Avisam que esse cenário se tornará "inevitável caso nada seja corrigido" e lamentam que vários colegas já tenham manifestado a intenção de abandonar a Unidade Local de Saúde Amadora-Sintra (ULSASI).

"Não ignorem os sinais claros de rutura iminente no SUG [Serviço de Urgência Geral], nem a desmotivação crescente e o desgaste dos elementos que continuam, com esforço e dedicação, a sustentar um dos serviços mais fustigados e desafiantes a nível nacional", lê-se na missiva dirigida ao conselho de administração e responsáveis clínicos da ULS.

Os médicos, que integram a equipa dedicada do SUG, apelam à reversão do caminho seguido, "antes que as consequências se tornem irreversíveis".

"Se a ambição da liderança do SUG e da ULSASI é desconsiderar e desconstruir aquilo que levou anos a construir --- e que tanto tem feito pela Instituição e pela população que a procura --- então restará apenas o desânimo e a saída", alertam.

Na carta, os especialistas afirmam que esta é "a única forma de apelo" que lhes resta, após várias tentativas de diálogo formal e informal.

Defendem que o SUG é vital para a população que serve, e que a equipa médica tem procurado, "com brio e dedicação", assegurar cuidados de saúde de excelência, algo que dizem não tem sido reconhecido.

"Infelizmente, não é este o sentimento que ecoa dentro da equipa médica do SUG, possivelmente extravasando até os limites deste Serviço, envolvendo os demais colegas de outros serviços, nomeadamente de Medicina Interna, que contribuem igualmente para o objetivo do serviço de oferecer os melhores cuidados de saúde aos utentes".

9 pontos de descontentamento

Os médicos elencam nove pontos de descontentamento, entre os quais a instabilidade da equipa médica, agravada pela rotatividade excessiva, sobrecarga de horários e acumulação de funções em diferentes unidades.

"Não é possível conceber a existência de um serviço sem equipa médica própria , onde os profissionais não se conhecem, onde não há continuidade, e onde se assume uma lógica de funcionamento avulso. Consideramos este modelo não só redutor, como perverso --- abominamos o conceito de 'médicos de fim de semana', que desempenham turnos de forma isolada, sem capacidade de integração ou responsabilização", realçam.

Para os médicos, "a ausência de uma equipa estável, com horários e carga horária compatíveis, impossibilita a existência de continuidade de cuidados e de uma verdadeira cultura de equipa".

"A rotatividade excessiva, a dispersão horária e a acumulação de funções em diferentes unidades desvirtuam o conceito de Serviço e comprometem seriamente a segurança dos cuidados prestados", alertam.

Defendem também ser fundamental garantir condições para manter a capacidade formativa do SUG para alunos e médicos internos, e consideram "inadmissível amputar a capacidade" do SUG de acolher e formar jovens médicos que queiram seguir para a nova especialidade de Medicina de Urgência e Emergência.

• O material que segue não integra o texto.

#[cfg(test)]
mod tests {
    use payu_proto::{Language, Merchant};

    use super::*;

    const ORDER_TYPES: [TransactionType; 6] = [
        TransactionType::Authorization,
        TransactionType::AuthorizationAndCapture,
        TransactionType::Capture,
        TransactionType::Void,
        TransactionType::Refund,
        TransactionType::PartialRefund,
    ];

    fn params(entries: &[(&str, &str)]) -> Parameters {
        entries
            .iter()
            .map(|(k, v)| ((*k).to_owned(), (*v).to_owned()))
            .collect()
    }

    fn language_cases() -> Vec<(Option<Language>, Parameters, Option<Language>)> {
        vec![
            (None, Parameters::new(), None),
            (Some(Language::En), Parameters::new(), Some(Language::En)),
            (None, params(&[("language", "pt")]), Some(Language::Pt)),
            (Some(Language::Es), params(&[("language", "en")]), Some(Language::Es)),
        ]
    }

    fn config_with(language: Option<Language>) -> Config {
        let mut config = Config::default();
        config.language = language;
        config
    }

    #[test]
    fn test_order_reporting_details_credentials_from_config() {
        let config = Config::default().with_api_key("apikey").with_api_login("apilogin");
        let request = order_reporting_details(&config, &params(&[("orderId", "1")])).unwrap();
        assert_eq!(request.merchant, Some(Merchant::new("apikey", "apilogin")));
    }

    #[test]
    fn test_order_reporting_details_credentials_from_parameters() {
        let request = order_reporting_details(
            &Config::default(),
            &params(&[
                ("orderId", "1"),
                ("apiKey", "apikeyParam"),
                ("apiLogin", "apiloginParam"),
            ]),
        )
        .unwrap();
        assert_eq!(
            request.merchant,
            Some(Merchant::new("apikeyParam", "apiloginParam"))
        );
    }

    #[test]
    fn test_order_reporting_details_config_credentials_win() {
        let config = Config::default().with_api_key("apikey").with_api_login("apilogin");
        let request = order_reporting_details(
            &config,
            &params(&[
                ("orderId", "1"),
                ("apiKey", "apikeyParams"),
                ("apiLogin", "apiloginParams"),
            ]),
        )
        .unwrap();
        assert_eq!(request.merchant, Some(Merchant::new("apikey", "apilogin")));
        assert_eq!(request.command, Some(Command::OrderDetail));
        assert_eq!(request.details.unwrap().order_id, Some(1));
    }

    #[test]
    fn test_transaction_source_resolution() {
        let types = std::iter::once(None).chain(TransactionType::ALL.iter().copied().map(Some));
        for ty in types {
            let cases = [
                (Parameters::new(), TransactionSource::PayuSdk),
                (
                    params(&[("transactionSource", "PAYU_SDK")]),
                    TransactionSource::PayuSdk,
                ),
                (
                    params(&[("transactionSource", "OCCS_API")]),
                    TransactionSource::OccsApi,
                ),
            ];
            for (call, expected) in cases {
                assert_eq!(transaction(&call, ty).unwrap().source, expected, "{ty:?}");
            }
        }
    }

    #[test]
    fn test_invalid_transaction_source() {
        let err = transaction(&params(&[("transactionSource", "occs_api")]), None).unwrap_err();
        assert!(matches!(
            err,
            RequestError::InvalidParameter { name: "transactionSource", .. }
        ));
    }

    #[test]
    fn test_command_builders_resolve_language() {
        for (configured, call, expected) in language_cases() {
            let config = config_with(configured);
            let with_ids = {
                let mut p = call.clone();
                p.insert("orderId".to_owned(), "1".to_owned());
                p.insert("referenceCode".to_owned(), "ref".to_owned());
                p.insert("transactionId".to_owned(), "tx".to_owned());
                p.insert("paymentRequestId".to_owned(), "9".to_owned());
                p
            };

            assert_eq!(reporting_ping(&config, &call).unwrap().language, expected);
            assert_eq!(payments_ping(&config, &call).unwrap().language, expected);
            assert_eq!(payment_methods_list(&config, &call).unwrap().language, expected);
            assert_eq!(
                order_reporting_details(&config, &with_ids).unwrap().language,
                expected
            );
            assert_eq!(
                order_reporting_by_reference_code(&config, &with_ids)
                    .unwrap()
                    .language,
                expected
            );
            assert_eq!(
                transaction_response(&config, &with_ids).unwrap().language,
                expected
            );
            assert_eq!(confirmation_page(&config, &with_ids).unwrap().language, expected);
            assert_eq!(payment_attempt(&config, &with_ids).unwrap().language, expected);
        }
    }

    #[test]
    fn test_payment_request_propagates_language_to_order() {
        for (configured, call, expected) in language_cases() {
            let config = config_with(configured);
            for ty in TransactionType::ALL.iter().copied() {
                let request = payment_request(&config, &call, ty).unwrap();
                assert_eq!(request.language, expected);
                assert_eq!(request.command, Some(Command::SubmitTransaction));

                let tx = request.transaction.unwrap();
                assert_eq!(tx.transaction_type, Some(ty));
                if ORDER_TYPES.contains(&ty) {
                    assert_eq!(tx.order.unwrap().language, expected, "{ty}");
                } else {
                    assert!(tx.order.is_none(), "{ty}");
                }
            }
        }
    }

    #[test]
    fn test_payment_request_reads_transaction_parameters() {
        let call = params(&[
            ("accountId", "512321"),
            ("referenceCode", "ord-7"),
            ("description", "test order"),
            ("paymentMethod", "CREDIT_CARD"),
            ("transactionId", "tx-parent"),
        ]);
        let request = payment_request(&Config::default(), &call, TransactionType::Refund).unwrap();
        let tx = request.transaction.unwrap();
        assert_eq!(tx.payment_method, Some(PaymentMethodType::CreditCard));
        assert_eq!(tx.parent_transaction_id.as_deref(), Some("tx-parent"));
        let order = tx.order.unwrap();
        assert_eq!(order.account_id, Some(512_321));
        assert_eq!(order.reference_code.as_deref(), Some("ord-7"));
        assert_eq!(order.description.as_deref(), Some("test order"));
    }

    #[test]
    fn test_invalid_numeric_parameters() {
        let err = payment_request(
            &Config::default(),
            &params(&[("accountId", "abc")]),
            TransactionType::Authorization,
        )
        .unwrap_err();
        assert!(matches!(err, RequestError::InvalidParameter { name: "accountId", .. }));

        let err = order_reporting_details(&Config::default(), &params(&[("orderId", "-1")]))
            .unwrap_err();
        assert!(matches!(err, RequestError::InvalidParameter { name: "orderId", .. }));
    }

    #[test]
    fn test_missing_parameters() {
        let config = Config::default();
        let empty = Parameters::new();
        let missing = |err: RequestError| match err {
            RequestError::MissingParameter(name) => name,
            other => panic!("unexpected error: {other}"),
        };

        assert_eq!(missing(order_reporting_details(&config, &empty).unwrap_err()), "orderId");
        assert_eq!(
            missing(order_reporting_by_reference_code(&config, &empty).unwrap_err()),
            "referenceCode"
        );
        assert_eq!(missing(transaction_response(&config, &empty).unwrap_err()), "transactionId");
        assert_eq!(missing(confirmation_page(&config, &empty).unwrap_err()), "transactionId");
        assert_eq!(missing(payment_attempt(&config, &empty).unwrap_err()), "paymentRequestId");
        assert_eq!(
            missing(recurring_bill_payment_retry(&params(&[("recurringBillId", "")])).unwrap_err()),
            "recurringBillId"
        );
    }

    #[test]
    fn test_payment_plan_builders() {
        let retry =
            recurring_bill_payment_retry(&params(&[("recurringBillId", "abc123")])).unwrap();
        assert_eq!(retry.recurring_bill_id, "abc123");

        assert_eq!(recurring_bill(&Parameters::new()).id, None);
        assert_eq!(
            recurring_bill(&params(&[("recurringBillId", "rb-1")])).id.as_deref(),
            Some("rb-1")
        );
    }

    #[test]
    fn test_payment_attempt_builder() {
        let config = Config::default().with_test(true);
        let request = payment_attempt(&config, &params(&[("paymentRequestId", "42")])).unwrap();
        assert_eq!(request.payment_request_id, Some(42));
        assert_eq!(request.command, Some(Command::SubmitTransaction));
        assert!(request.is_test);
        assert_eq!(
            request.transaction.unwrap().source,
            TransactionSource::PayuSdk
        );
    }
}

Manifestam igualmente preocupação com a alteração recente do procedimento de triagem sem a participação da equipa médica do serviço.

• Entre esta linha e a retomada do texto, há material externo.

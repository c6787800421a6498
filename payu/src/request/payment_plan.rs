//! Payment plan requests: recurring bills and their payment retries.

use std::borrow::Cow;

use serde::{Deserialize, Serialize};

use payu_proto::{FieldSpec, XmlSchema};

use super::Request;
use crate::pattern::UrlPattern;
use crate::resources::{
    PAYMENT_PLAN_VERSION, RequestMethod, URI_RECURRING_BILL, URI_RECURRING_BILL_PAYMENT_RETRY,
};

/// Retries the pending payment of a recurring bill.
///
/// # XML Format
///
/// ```xml
/// <paymentRetry>
///   <recurringBillId>abc123</recurringBillId>
/// </paymentRetry>
/// ```
#[derive(Debug, Clone, Default, PartialEq, Eq, Serialize, Deserialize)]
pub struct RecurringBillPaymentRetry {
    /// Recurring bill whose payment is retried.
    #[serde(rename = "recurringBillId", default)]
    pub recurring_bill_id: String,
}

impl RecurringBillPaymentRetry {
    /// Creates a retry for `recurring_bill_id`.
    #[must_use]
    pub fn new(recurring_bill_id: impl Into<String>) -> Self {
        Self {
            recurring_bill_id: recurring_bill_id.into(),
        }
    }
}

impl XmlSchema for RecurringBillPaymentRetry {
    const ROOT: &'static str = "paymentRetry";
    const FIELDS: &'static [FieldSpec] =
        &[FieldSpec::element("recurringBillId", "recurring_bill_id")];
}

impl Request for RecurringBillPaymentRetry {
    fn url_pattern(&self, _method: RequestMethod) -> UrlPattern {
        UrlPattern::DependentEntity {
            version: PAYMENT_PLAN_VERSION,
            parent: URI_RECURRING_BILL,
            placeholder: "recurringBillId",
            child: URI_RECURRING_BILL_PAYMENT_RETRY,
        }
    }

    fn resource_id(&self) -> Option<Cow<'_, str>> {
        Some(Cow::Borrowed(self.recurring_bill_id.as_str()))
    }
}

/// Reads or lists recurring bills.
///
/// A `GET` with an identifier addresses one bill; any other combination
/// addresses the collection.
#[derive(Debug, Clone, Default, PartialEq, Eq, Serialize, Deserialize)]
pub struct RecurringBillRequest {
    /// Bill identifier.
    #[serde(default, skip_serializing_if = "Option::is_none")]
    pub id: Option<String>,
}

impl RecurringBillRequest {
    /// Creates a request addressing the bill `id`.
    #[must_use]
    pub fn new(id: impl Into<String>) -> Self {
        Self { id: Some(id.into()) }
    }
}

impl XmlSchema for RecurringBillRequest {
    const ROOT: &'static str = "recurringBill";
    const FIELDS: &'static [FieldSpec] = &[FieldSpec::element("id", "id")];
}

impl Request for RecurringBillRequest {
    fn url_pattern(&self, method: RequestMethod) -> UrlPattern {
        if method == RequestMethod::Get && self.id.is_some() {
            UrlPattern::ParamEntity {
                version: PAYMENT_PLAN_VERSION,
                resource: URI_RECURRING_BILL,
                placeholder: "recurringBillId",
            }
        } else {
            UrlPattern::Entity {
                version: PAYMENT_PLAN_VERSION,
                resource: URI_RECURRING_BILL,
            }
        }
    }

    fn resource_id(&self) -> Option<Cow<'_, str>> {
        self.id.as_deref().map(Cow::Borrowed)
    }
}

Novo Hospital de Sintra provocou "mobilização forçada dos profissionais"

Realçam também que a abertura do novo Hospital de Sintra ocorreu sem o devido reforço de recursos médicos, assistindo-se "à mobilização forçada de profissionais para este novo polo, sem informação prévia, sem negociação e sem garantir a manutenção dos cuidados mínimos no hospital de origem".

A tentativa de acumulação de funções entre unidades distintas coloca em risco, não só a qualidade, como a própria viabilidade dos serviços, avisam.

Alertam ainda para a "inexistência pública" de documentos fundamentais que definam funções, protocolos e normas no novo Hospital de Sintra, considerando que essa falha compromete seriamente a prestação de cuidados de saúde de qualidade.

Ressalvam que a sua preocupação não se extingue nas questões remuneratórias ou nas deslocações forçadas para o Hospital de Sintra, que têm sido ignoradas.

"O que nos move é a busca por desenvolvimento contínuo, por condições seguras de trabalho e, sobretudo, pela melhor assistência à população que servimos, tantas vezes em condições que consideramos que devem ser corrigidas e melhoradas", concluem.